9. Recommandation à la DGITM et au CGDD : Réfléchir à l'extension de la charte d'engagement des bureaux d'études en matière environnementale au domaine des études de transport.
4.7. La qualité des bilans dépend de l'organisation des maîtres d'ouvrage et des obligations imposées par la puissance publique.
Les instructions successives ont mentionné cette nécessité. Dans la circulaire Robien il est demandé que le maître d'ouvrage du projet consigne tous les composants de l'évaluation dans un document de synthèse dont il assurera l'initialisation et le suivi tout au long de l'élaboration et de la réalisation du projet (à compter de l'établissement du dossier d'enquête publique préalable à la DUP), en notant les événements ayant conduit à une modification de tel ou tel de ces composants, qu'il s'agisse par exemple, d'un changement d'environnement économique, d'une évolution de la consistance du projet, des imperfections des méthodologies utilisées pour les prévisions ou de la non pertinence des données ou hypothèses ayant servi de base aux prévisions. Cet « historique » des composants de l'évaluation du projet, depuis les évaluations initiales jusqu'aux premières années de mise en exploitation constitue le document essentiel permettant d'en établir le bilan a posteriori prescrit par l'article 14 de la LOTI (devenu L.1511).
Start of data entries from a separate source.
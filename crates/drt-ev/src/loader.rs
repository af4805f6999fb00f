//! CSV charger loader.
//!
//! # CSV format
//!
//! ```csv
//! charger_id,node,lat,lon,power_kw,plugs
//! 0,12,,,22.0,2
//! 1,,52.5163,13.3777,150.0,4
//! ```
//!
//! Either `node` or both `lat` and `lon` must be given.  A node wins when
//! both are present.

use std::io::Read;
use std::path::Path;

use serde::Deserialize;

use drt_core::{ChargerId, GeoPoint, NodeId};

use crate::{ChargerLocation, ChargerSpec, EvError, EvResult};

#[derive(Deserialize)]
struct ChargerRecord {
    charger_id: u32,
    node:       Option<u32>,
    lat:        Option<f32>,
    lon:        Option<f32>,
    power_kw:   f64,
    plugs:      u32,
}

/// Load charger specifications from a CSV file.
pub fn load_chargers_csv(path: &Path) -> EvResult<Vec<ChargerSpec>> {
    let file = std::fs::File::open(path)?;
    load_chargers_reader(file)
}

/// Like [`load_chargers_csv`] but accepts any `Read` source.
pub fn load_chargers_reader<R: Read>(reader: R) -> EvResult<Vec<ChargerSpec>> {
    let mut csv_reader = csv::Reader::from_reader(reader);
    let mut specs = Vec::new();

    for result in csv_reader.deserialize::<ChargerRecord>() {
        let row = result.map_err(|e| EvError::Parse(e.to_string()))?;
        let location = match (row.node, row.lat, row.lon) {
            (Some(n), _, _) => ChargerLocation::Node(NodeId(n)),
            (None, Some(lat), Some(lon)) => ChargerLocation::Coord(GeoPoint::new(lat, lon)),
            _ => {
                return Err(EvError::Parse(format!(
                    "charger {}: neither node nor lat/lon given",
                    row.charger_id
                )));
            }
        };
        specs.push(ChargerSpec {
            id: ChargerId(row.charger_id),
            location,
            power_kw: row.power_kw,
            plugs: row.plugs,
        });
    }

    Ok(specs)
}
//! Demand error type.

use thiserror::Error;

use drt_core::RequestId;

use crate::RequestStatus;

#[derive(Debug, Error)]
pub enum DemandError {
    #[error("request {0} already submitted")]
    DuplicateRequest(RequestId),

    #[error("request {0} not found")]
    RequestNotFound(RequestId),

    #[error("request {id} cannot become {to} from {from:?}")]
    InvalidTransition { id: RequestId, from: RequestStatus, to: &'static str },

    #[error("invalid request {id}: {reason}")]
    InvalidRequest { id: RequestId, reason: String },

    #[error("I/O error: {0}")]
    Io(#[from] std::io::Error),

    #[error("request parse error: {0}")]
    Parse(String),
}

pub type DemandResult<T> = Result<T, DemandError>;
Dans son § 7, la note technique du 27 juin 2014 de la DGITM traite également des dispositions très concrètes à prendre pour l'archivage des données de l'évaluation ex-ante et des documents préparatoires à la décision publique. En effet, il est rappelé que l'archivage des données incombe au maître d'ouvrage (maître d'ouvrage délégué en cas de concession ou de PPP). Cet archivage doit débuter dès le stade du débat public ou de la déclaration de projet et à tout le moins dès les études d'opportunité, même si les données servant de base à la comparaison ex-post / ex-ante seront les données officiellement présentées au public lors de l'enquête publique et de la déclaration d'utilité publique ou de la déclaration de projet et qui résultent généralement des études préalables. Il est expressément demandé d'archiver les données fondant les décisions d'approbation ministérielle. Il en est de même de toute modification de conception du projet avant sa réalisation. Enfin, à la lumière des difficultés d'organisation constatées lors de l'élaboration de certains bilans, la note technique traite de l'organisation dans la durée de la collecte des informations nécessaires à l'évaluation ex-post.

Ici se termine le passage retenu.